He put forward an amendment in one case regarding the gap or the question of weeks of zero employment. This would have been very problematic in some areas. There was another relating to exempting people in low income families from the intensity rule. That is a very important measure. The other measure will give people who are working while on UI a credit toward their next term on UI and a credit in relation to the intensity rule.

Those are very important measures which will substantially improve the bill. I do not claim that this system will be perfect. I have never seen a government system that is perfect. I once heard someone say that the thing about all human institutions is that they have human failings. We are probably never going to create a perfect institution.
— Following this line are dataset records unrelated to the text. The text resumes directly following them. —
//! Rolling file logs for hosts that configure a log directory.
//!
//! # Invariants
//! - One logger per process; repeating init with the same settings is a no-op.
//! - A second init with another level or directory fails with `Conflict`.
//! - Board events log ids and counts only, never user-entered text.

use flexi_logger::{Cleanup, Criterion, FileSpec, Logger, LoggerHandle, Naming, WriteMode};
use log::info;
use once_cell::sync::OnceCell;
use std::error::Error;
use std::fmt::{Display, Formatter};
use std::path::{Path, PathBuf};

static ACTIVE: OnceCell<ActiveLogger> = OnceCell::new();

/// Level and directory a logger was started with.
#[derive(Debug, Clone, PartialEq, Eq)]
struct LogSettings {
    level: &'static str,
    log_dir: PathBuf,
}

impl LogSettings {
    fn parse(level: &str, log_dir: &Path) -> Result<Self, LoggingError> {
        Ok(Self {
            level: normalize_level(level)?,
            log_dir: normalize_log_dir(log_dir)?,
        })
    }

    fn accept(&self, requested: &LogSettings) -> Result<(), LoggingError> {
        let conflict = |setting, active: String, requested: String| LoggingError::Conflict {
            setting,
            active,
            requested,
        };
        if self.log_dir != requested.log_dir {
            return Err(conflict(
                "directory",
                self.log_dir.display().to_string(),
                requested.log_dir.display().to_string(),
            ));
        }
        if self.level != requested.level {
            return Err(conflict(
                "level",
                self.level.to_string(),
                requested.level.to_string(),
            ));
        }
        Ok(())
    }
}

struct ActiveLogger {
    settings: LogSettings,
    _handle: LoggerHandle,
}

impl ActiveLogger {
    fn start(settings: LogSettings) -> Result<Self, LoggingError> {
        let dir = &settings.log_dir;
        std::fs::create_dir_all(dir).map_err(|source| LoggingError::CreateDirectory {
            path: dir.clone(),
            source,
        })?;

        // 5 MiB per file, three rotated files kept.
        let handle = Logger::try_with_str(settings.level)
            .map_err(|err| LoggingError::Backend(err.to_string()))?
            .log_to_file(FileSpec::default().directory(dir).basename("aacboard"))
            .rotate(
                Criterion::Size(5 << 20),
                Naming::Numbers,
                Cleanup::KeepLogFiles(3),
            )
            .write_mode(WriteMode::BufferAndFlush)
            .append()
            .format_for_files(flexi_logger::detailed_format)
            .start()
            .map_err(|err| LoggingError::Backend(err.to_string()))?;

        info!(
            "event=logging_init module=core status=ok level={} log_dir={} version={}",
            settings.level,
            dir.display(),
            env!("CARGO_PKG_VERSION")
        );
        Ok(Self {
            settings,
            _handle: handle,
        })
    }
}

/// Logging bootstrap errors.
#[derive(Debug)]
pub enum LoggingError {
    UnsupportedLevel(String),
    EmptyDirectory,
    RelativeDirectory(String),
    CreateDirectory {
        path: PathBuf,
        source: std::io::Error,
    },
    Backend(String),
    /// Logging is already active with different settings.
    Conflict {
        setting: &'static str,
        active: String,
        requested: String,
    },
}

impl Display for LoggingError {
    fn fmt(&self, f: &mut Formatter<'_>) -> std::fmt::Result {
        match self {
            Self::UnsupportedLevel(value) => write!(
                f,
                "unsupported log level `{value}`; expected trace|debug|info|warn|error"
            ),
            Self::EmptyDirectory => write!(f, "log_dir cannot be empty"),
            Self::RelativeDirectory(value) => {
                write!(f, "log_dir must be an absolute path, got `{value}`")
            }
            Self::CreateDirectory { path, source } => write!(
                f,
                "failed to create log directory `{}`: {source}",
                path.display()
            ),
            Self::Backend(message) => write!(f, "failed to start logger: {message}"),
            Self::Conflict {
                setting,
                active,
                requested,
            } => write!(
                f,
                "logging already initialized with {setting} `{active}`; refusing to switch to `{requested}`"
            ),
        }
    }
}

impl Error for LoggingError {
    fn source(&self) -> Option<&(dyn Error + 'static)> {
        match self {
            Self::CreateDirectory { source, .. } => Some(source),
            _ => None,
        }
    }
}

/// Starts the rolling file logger, or confirms the running one.
///
/// # Errors
/// - `level` is not one of `trace|debug|info|warn|error`.
/// - `log_dir` is empty, relative, or cannot be created.
/// - The backend fails to start.
/// - Logging is already active with a different level or directory.
pub fn init_logging(level: &str, log_dir: &Path) -> Result<(), LoggingError> {
    let requested = LogSettings::parse(level, log_dir)?;
    ACTIVE
        .get_or_try_init(|| ActiveLogger::start(requested.clone()))?
        .settings
        .accept(&requested)
}

/// Returns `(level, log_dir)` when logging is active.
pub fn logging_status() -> Option<(&'static str, PathBuf)> {
    ACTIVE
        .get()
        .map(|active| (active.settings.level, active.settings.log_dir.clone()))
}

/// `debug` for debug builds, `info` for release builds.
pub fn default_log_level() -> &'static str {
    if cfg!(debug_assertions) {
        "debug"
    } else {
        "info"
    }
}

pub(crate) fn normalize_level(level: &str) -> Result<&'static str, LoggingError> {
    match level.trim().to_ascii_lowercase().as_str() {
        "trace" => Ok("trace"),
        "debug" => Ok("debug"),
        "info" => Ok("info"),
        "warn" | "warning" => Ok("warn"),
        "error" => Ok("error"),
        other => Err(LoggingError::UnsupportedLevel(other.to_string())),
    }
}

pub(crate) fn normalize_log_dir(log_dir: &Path) -> Result<PathBuf, LoggingError> {
    let raw = log_dir.to_string_lossy();
    let trimmed = raw.trim();
    if trimmed.is_empty() {
        return Err(LoggingError::EmptyDirectory);
    }
    let path = Path::new(trimmed);
    if !path.is_absolute() {
        return Err(LoggingError::RelativeDirectory(trimmed.to_string()));
    }
    Ok(path.to_path_buf())
}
The idea is to improve the situation as much as possible. Certainly, the change from a weeks based system to an hours based eligibility system will dramatically improve the employment insurance system for the majority of people who are claimants in my region. That is very important.
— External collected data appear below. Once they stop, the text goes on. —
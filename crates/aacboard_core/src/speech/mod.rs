//! Speech capability seam.
//!
//! # Responsibility
//! - Describe one utterance request (`text`, `rate`, `pitch`, `volume`).
//! - Define the backend contract the board hands sentences to.
//! - Provide system-command, null and recording backends.
//!
//! # Invariants
//! - Requests are fire-and-forget: callers never wait for playback.
//! - Backend failures are reported as `SpeechError` and the board only logs
//!   them; nothing about playback flows back into board state.

mod command;
mod recording;

pub use command::{CommandSpeech, SpeechProgram};
pub use recording::{NullSpeech, RecordingSpeech};

use serde::Serialize;
use std::error::Error;
use std::fmt::{Display, Formatter};
use std::sync::Arc;

/// Speaking rate relative to the engine default.
pub const DEFAULT_RATE: f32 = 0.8;
/// Pitch relative to the engine default.
pub const DEFAULT_PITCH: f32 = 1.0;
/// Full volume.
pub const DEFAULT_VOLUME: f32 = 1.0;

/// One request handed to a speech backend.
#[derive(Debug, Clone, PartialEq, Serialize)]
pub struct Utterance {
    pub text: String,
    pub rate: f32,
    pub pitch: f32,
    pub volume: f32,
}

impl Utterance {
    /// Builds a request with the board's fixed voice settings.
    pub fn new(text: impl Into<String>) -> Self {
        Self {
            text: text.into(),
            rate: DEFAULT_RATE,
            pitch: DEFAULT_PITCH,
            volume: DEFAULT_VOLUME,
        }
    }
}

/// Speech backend contract.
///
/// Implementations must return promptly; playback happens asynchronously
/// and overlapping requests are arbitrated by the backend itself.
pub trait SpeechCapability {
    /// Stable backend name used in logs.
    fn backend_name(&self) -> &'static str;

    fn speak(&self, utterance: &Utterance) -> Result<(), SpeechError>;
}

impl<T: SpeechCapability + ?Sized> SpeechCapability for Box<T> {
    fn backend_name(&self) -> &'static str {
        (**self).backend_name()
    }

    fn speak(&self, utterance: &Utterance) -> Result<(), SpeechError> {
        (**self).speak(utterance)
    }
}

impl<T: SpeechCapability + ?Sized> SpeechCapability for Arc<T> {
    fn backend_name(&self) -> &'static str {
        (**self).backend_name()
    }

    fn speak(&self, utterance: &Utterance) -> Result<(), SpeechError> {
        (**self).speak(utterance)
    }
}

/// Errors raised by speech backends.
#[derive(Debug)]
pub enum SpeechError {
    /// Request carried no text after trim.
    EmptyText,
    /// System TTS program could not be started.
    Spawn {
        program: String,
        source: std::io::Error,
    },
}

impl Display for SpeechError {
    fn fmt(&self, f: &mut Formatter<'_>) -> std::fmt::Result {
        match self {
            Self::EmptyText => write!(f, "utterance text must not be empty"),
            Self::Spawn { program, source } => {
                write!(f, "failed to start speech program `{program}`: {source}")
            }
        }
    }
}

impl Error for SpeechError {
    fn source(&self) -> Option<&(dyn Error + 'static)> {
        match self {
            Self::EmptyText => None,
            Self::Spawn { source, .. } => Some(source),
        }
    }
}

#[cfg(test)]
mod tests {
    use super::{SpeechError, Utterance, DEFAULT_PITCH, DEFAULT_RATE, DEFAULT_VOLUME};
    use std::error::Error;

    #[test]
    fn utterance_uses_fixed_voice_settings() {
        let utterance = Utterance::new("I want apple");
        assert_eq!(utterance.rate, DEFAULT_RATE);
        assert_eq!(utterance.pitch, DEFAULT_PITCH);
        assert_eq!(utterance.volume, DEFAULT_VOLUME);
        assert!((utterance.rate - 0.8).abs() < f32::EPSILON);
    }

    #[test]
    fn spawn_error_exposes_io_source() {
        let err = SpeechError::Spawn {
            program: "espeak-ng".to_string(),
            source: std::io::Error::new(std::io::ErrorKind::NotFound, "missing"),
        };
        assert!(err.to_string().contains("espeak-ng"));
        assert!(err.source().is_some());
    }
}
There was another thing that was very important to me about this bill. When I first learned about the proposals on this bill last summer, one of my biggest concerns was that there was a reduction in the amount of funding going toward this. I recognize that there was an increase in the cost of the program from $8 billion 10 years ago to $20 billion today.
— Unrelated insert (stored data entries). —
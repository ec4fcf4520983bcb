//! Sentence composer.
//!
//! # Responsibility
//! - Hold the ordered symbol selection that makes up the current utterance.
//! - Flatten the selection to text and hand it to a speech backend.
//!
//! # Invariants
//! - Entries are symbol ids; the catalog keeps ownership of symbol records.
//! - Order is append order and equals spoken word order.
//! - The same symbol may appear any number of times.
//! - Composer operations never mutate the catalog.

use crate::model::ids::SymbolId;
use crate::speech::{SpeechCapability, Utterance};
use crate::store::BoardStore;
use log::{debug, warn};

/// In-progress sentence for one session.
#[derive(Debug, Clone, Default, PartialEq, Eq)]
pub struct Composer {
    entries: Vec<SymbolId>,
}

impl Composer {
    pub fn new() -> Self {
        Self::default()
    }

    /// Pushes a symbol to the end of the sentence.
    pub fn append(&mut self, symbol_id: SymbolId) {
        self.entries.push(symbol_id);
    }

    /// Removes the entry at `index`.
    ///
    /// Returns `false` and leaves the sentence unchanged when out of range.
    pub fn remove_at(&mut self, index: usize) -> bool {
        if index >= self.entries.len() {
            return false;
        }
        self.entries.remove(index);
        true
    }

    pub fn clear(&mut self) {
        self.entries.clear();
    }

    pub fn entries(&self) -> &[SymbolId] {
        &self.entries
    }

    pub fn len(&self) -> usize {
        self.entries.len()
    }

    pub fn is_empty(&self) -> bool {
        self.entries.is_empty()
    }

    /// Whether the speak control should be enabled.
    pub fn can_speak(&self) -> bool {
        !self.is_empty()
    }

    /// Joins symbol texts with single spaces, in sentence order.
    ///
    /// Returns `None` for an empty sentence.
    pub fn render_text(&self, store: &BoardStore) -> Option<String> {
        if self.entries.is_empty() {
            return None;
        }
        let words = self
            .entries
            .iter()
            .filter_map(|id| store.symbol(*id))
            .map(|symbol| symbol.text.as_str())
            .collect::<Vec<_>>();
        if words.is_empty() {
            return None;
        }
        Some(words.join(" "))
    }

    /// Hands the rendered sentence to `speech` and returns the request sent.
    ///
    /// Empty sentences send nothing. Backend errors are logged and dropped.
    pub fn speak<S>(&self, store: &BoardStore, speech: &S) -> Option<Utterance>
    where
        S: SpeechCapability + ?Sized,
    {
        let text = self.render_text(store)?;
        let utterance = Utterance::new(text);
        match speech.speak(&utterance) {
            Ok(()) => debug!(
                "event=sentence_speak module=composer status=ok backend={} words={}",
                speech.backend_name(),
                self.entries.len()
            ),
            Err(err) => warn!(
                "event=sentence_speak module=composer status=error backend={} error={}",
                speech.backend_name(),
                err
            ),
        }
        Some(utterance)
    }
}

#[cfg(test)]
mod tests {
    use super::Composer;
    use crate::model::ids::SymbolId;
    use crate::speech::RecordingSpeech;
    use crate::store::BoardStore;

    #[test]
    fn remove_at_out_of_range_is_noop() {
        let mut composer = Composer::new();
        composer.append(SymbolId::from_raw(1));
        assert!(!composer.remove_at(1));
        assert!(!composer.remove_at(usize::MAX));
        assert_eq!(composer.len(), 1);
    }

    #[test]
    fn render_text_joins_with_single_spaces() {
        let mut store = BoardStore::new();
        let food = store.add_category("Food", "green").unwrap();
        let apple = store.add_item(food, "apple", "🍎").unwrap();
        let milk = store.add_item(food, "milk", "🥛").unwrap();

        let mut composer = Composer::new();
        composer.append(apple);
        composer.append(milk);
        composer.append(apple);
        assert_eq!(composer.render_text(&store).as_deref(), Some("apple milk apple"));
    }

    #[test]
    fn speak_on_empty_sentence_sends_nothing() {
        let store = BoardStore::new();
        let speech = RecordingSpeech::new();
        assert!(Composer::new().speak(&store, &speech).is_none());
        assert!(speech.requests().is_empty());
    }
}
My constituents have said that people should not be making high incomes year after year and also drawing as much as $10,000 in UI year after year. People are very strongly against that. I told the Minister of Human Resources Development it seemed to me that if we were going to change the system, the way to do it was to take it out of the high end, not the low end.

The result is that people in low income families will end up getting about 14 per cent more because of what has been brought forward with the family income supplement. It is a very important progressive measure in the bill. It will mean that those low income families who depend on unemployment insurance will get a boost, a little more than the regular 55 per cent that others will get.

It also means that for the vast majority in the middle the system will be maintained in a very positive way. But the fact is, for those who make $50,000 or $60,000 a year there will be a reduction because the employment insurance benefits of those people will be clawed back. The vast majority of Canadians will strongly support that change. It is one I certainly support. This is a very progressive measure.

We saw changes to the unemployment insurance system by the previous Conservative government which simply slashed and cut. It increased the number of weeks required to work and cut the amount of benefits and that was it. That was not the proper approach. The system needed vast reform which we have done. It will be a very strong and much better system.

Employment Insurance ActGovernment Orders

10:35 a.m.


Jan Brown Reform Calgary Southeast, AB

Madam Speaker, this bill which has come before the House probably represents one of the most technical of all the pieces of legislation we have had to deal with in this session to date. Indeed, the social and fiscal implications for same will be felt for many decades to come.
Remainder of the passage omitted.